Presiden terpilih Joko Widodo (Jokowi) telah menetapkan postur kabinet yang akan
membantunya menjalankan roda pemerintahan. Jokowi tetap mempertahankan
34 kementerian yang ada saat ini. Sedangkan dari segi komposisi, 18
kursi menteri akan diisi dari kalangan profesional. Sedangkan 16 kursi
dari kalangan partai politik.
Pengamat etika politik Romo Benny
Susetyo menilai, pemerintahan Jokowi tidak akan jauh berbeda dengan
pemerintahan Susilo Bambang Yudhoyono.
Romo Benny pun mengkritik Jokowi,
yang pernah berjanji akan membuat kabinet ramping.
"Kami lihat
ada tawar menawar dalam kabinet, dan kabinet yang ramping ternyata tidak
ramping, itu sama saja seperti dahulu yang ada," ujar Benny di Resto
Dapur Selera, Jalan Dr Supomo, Tebet, Jakarta, Minggu (21/9/2014).
Karenanya,
Benny melihat kabinet Jokowi sarat dengan tawar menawar dari partai
koalisi. "Seharusnya kabinet Jokowi adalah kabinet yang kerja keras dan
harus melawan dari parpol," jelasnya.
Selain itu, Benny berharap agar Jokowi melirik anak-anak muda yang memiliki potensi, termasuk orang-orang dari daerah.
"Jokowi
bisa salah bila menempatkan orang. Jika yang dipilih hanya orang-orang
yang populer. Beri kesempatan putra-putri daerah yang rekam jejejaknya
baik. Jadi jangan hanya didominasi oleh orang-oleh pusat," tuntasnya. [okezone]

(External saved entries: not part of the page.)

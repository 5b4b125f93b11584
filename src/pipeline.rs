//! The binding-resolution and rendering pipeline
//!
//! One run over a deck: collect bindings, resolve them into canonical
//! query requests (sequential, pure), deduplicate, execute every distinct
//! request concurrently, then render each element sequentially against its
//! shared result. Per-element failures annotate and continue; only deck
//! I/O is fatal, and that lives at the CLI boundary.

use std::collections::HashMap;
use std::path::{Path, PathBuf};

use chrono::{DateTime, Datelike, Local, Timelike};
use tracing::{error, info, instrument, warn};

use crate::binding::IdType;
use crate::client::QueryService;
use crate::dedup::group_by_identity;
use crate::document::Deck;
use crate::element::collect_bound_elements;
use crate::error::LookdeckError;
use crate::executor::execute_groups;
use crate::query::{build_request, Look, QueryRequest};
use crate::render::{render_element, RenderOutcome};
use crate::store::ResultStore;

/// Run-level switches, from the CLI
#[derive(Debug, Clone, Default)]
pub struct RunOptions {
    /// Value for each binding's declared filter field
    pub filter: Option<String>,
    /// Suppress visible failure markers
    pub hide_errors: bool,
    /// Overwriting the input: meta elements stay in place
    pub write_in_place: bool,
    /// Per-distinct-query raw result dump
    pub dump_dir: Option<PathBuf>,
}

/// One element's journey through the run
#[derive(Debug, Clone)]
pub struct ElementOutcome {
    pub key: String,
    pub slide: usize,
    pub element_id: u32,
    pub outcome: RenderOutcome,
}

/// What one run did
#[derive(Debug, Default)]
pub struct RunReport {
    pub bound_elements: usize,
    pub distinct_queries: usize,
    pub failed_queries: usize,
    pub outcomes: Vec<ElementOutcome>,
}

impl RunReport {
    pub fn rendered(&self) -> usize {
        self.outcomes
            .iter()
            .filter(|o| o.outcome.is_rendered())
            .count()
    }

    pub fn failed(&self) -> usize {
        self.outcomes
            .iter()
            .filter(|o| o.outcome.is_failed())
            .count()
    }

    pub fn skipped(&self) -> usize {
        self.outcomes.len() - self.rendered() - self.failed()
    }
}

/// Run the full pipeline over an in-memory deck.
///
/// The deck is the only mutable shared resource; it is mutated strictly
/// sequentially. Nothing is written to disk here, so an interrupted run
/// leaves the input untouched.
#[instrument(skip_all, fields(service = service.name()))]
pub async fn run_pipeline(
    deck: &mut Deck,
    service: &dyn QueryService,
    options: &RunOptions,
) -> Result<RunReport, LookdeckError> {
    let bound = collect_bound_elements(deck);
    if bound.is_empty() {
        warn!("no bound elements found in the deck");
        return Ok(RunReport::default());
    }
    info!("collected {} bound element(s)", bound.len());

    let store = ResultStore::new();

    // Build phase: sequential and pure apart from look resolution. Looks
    // are memoized so N elements on one look resolve it once.
    let mut looks: HashMap<String, Option<Look>> = HashMap::new();
    let mut requests: Vec<(String, QueryRequest)> = Vec::new();
    for b in &bound {
        if b.spec.id_type == IdType::Meta {
            continue;
        }
        if !looks.contains_key(&b.spec.id) {
            let fetched = match service.look(&b.spec.id).await {
                Ok(look) => Some(look),
                Err(e) => {
                    error!(
                        "look {} not resolvable (is this a meta reference missing \
                         id_type: meta?): {e:#}",
                        b.spec.id
                    );
                    None
                }
            };
            looks.insert(b.spec.id.clone(), fetched);
        }
        match looks.get(&b.spec.id).and_then(Clone::clone) {
            Some(look) => requests.push((
                b.key(),
                build_request(&b.spec, &look, options.filter.as_deref()),
            )),
            // Build failure: the element proceeds with a null result.
            None => store.insert(b.key(), None),
        }
    }

    let groups = group_by_identity(requests);
    info!("executing {} distinct query group(s)", groups.len());
    let execution = execute_groups(service, &groups, &store, options.dump_dir.as_deref()).await;

    // Render phase: strictly sequential, the deck has no internal
    // synchronization.
    let mut outcomes = Vec::with_capacity(bound.len());
    for b in &bound {
        let raw = match b.spec.id_type {
            IdType::Meta => store.captured(&b.spec.id),
            IdType::Look => store.captured(&b.key()),
        };
        let outcome = render_element(deck, b, raw.as_deref(), service).await;

        if let RenderOutcome::Failed(reason) = &outcome {
            error!(
                slide = b.element.slide,
                element = b.element.element_id,
                "element failed: {reason}"
            );
            if !options.hide_errors {
                deck.add_failure_marker(b.element.slide, b.element.frame);
            }
        }

        outcomes.push(ElementOutcome {
            key: b.key(),
            slide: b.element.slide,
            element_id: b.element.element_id,
            outcome,
        });
    }

    // Meta elements are scaffolding; strip them unless we overwrite the
    // source deck in place.
    if !options.write_in_place {
        for b in bound.iter().filter(|b| b.spec.meta) {
            deck.remove_element(b.element.slide, b.element.element_id);
        }
    }

    Ok(RunReport {
        bound_elements: bound.len(),
        distinct_queries: groups.len(),
        failed_queries: execution.failed,
        outcomes,
    })
}

/// Where the processed deck goes: the input itself under write-in-place,
/// otherwise `<output_dir>/<basename>` with date patterns expanded.
pub fn resolve_destination(
    input: &Path,
    output_dir: &Path,
    write_in_place: bool,
    now: &DateTime<Local>,
) -> PathBuf {
    if write_in_place {
        return input.to_path_buf();
    }
    let basename = input
        .file_name()
        .map(|n| n.to_string_lossy().to_string())
        .unwrap_or_else(|| "deck.json".to_string());
    output_dir.join(expand_date_patterns(&basename, now))
}

/// Expand the strftime-style tokens allowed in output names
fn expand_date_patterns(name: &str, now: &DateTime<Local>) -> String {
    if !name.contains('%') {
        return name.to_string();
    }
    name.replace("%Y", &format!("{:04}", now.year()))
        .replace("%m", &format!("{:02}", now.month()))
        .replace("%d", &format!("{:02}", now.day()))
        .replace("%H", &format!("{:02}", now.hour()))
        .replace("%M", &format!("{:02}", now.minute()))
        .replace("%S", &format!("{:02}", now.second()))
}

Masalah kabinet ramping, Kita harus melihat realitas yang ada untuk merubah kabinet menjadi sedikit butuh proses , kalo ada kementrian yang dilego maka struktur organisasi di bawahnya bagaimana nasibnya? Ini pernah terjadi pada saat presiden Andur'Rahman Wahid. Dan selain itu Juga jumlah penduduk dan sebaran teritorial yg terdiri dari banyak kepulauan tentu perlu dipertimbangkan. Masalah menteri dari partai menurut hemat saya partai didirikan adalah untuk membangun bangsa dan negara agar maju. Jadi orang partai bisa berada di legislatif maupun eksekutif. Bila berada di eksekutif tentunya harus memenuhi kriteria2 yang dibutuhkan oleh seorang eksekutor di pemerintahan. Misalnya ya sebagaimana yang disebut oleh Romo. jadi di sini masalahnya bukan pada tawar menawar. Tetapi pada kompetensinya apakah capable apa tidak sebagai eksekutor di pemerintahan Jokowi-Jk nanti , sehingga hasilnya bisa dirasakan oleh rakyat banyak yang sudah lama menderita dan segera harus ditolong.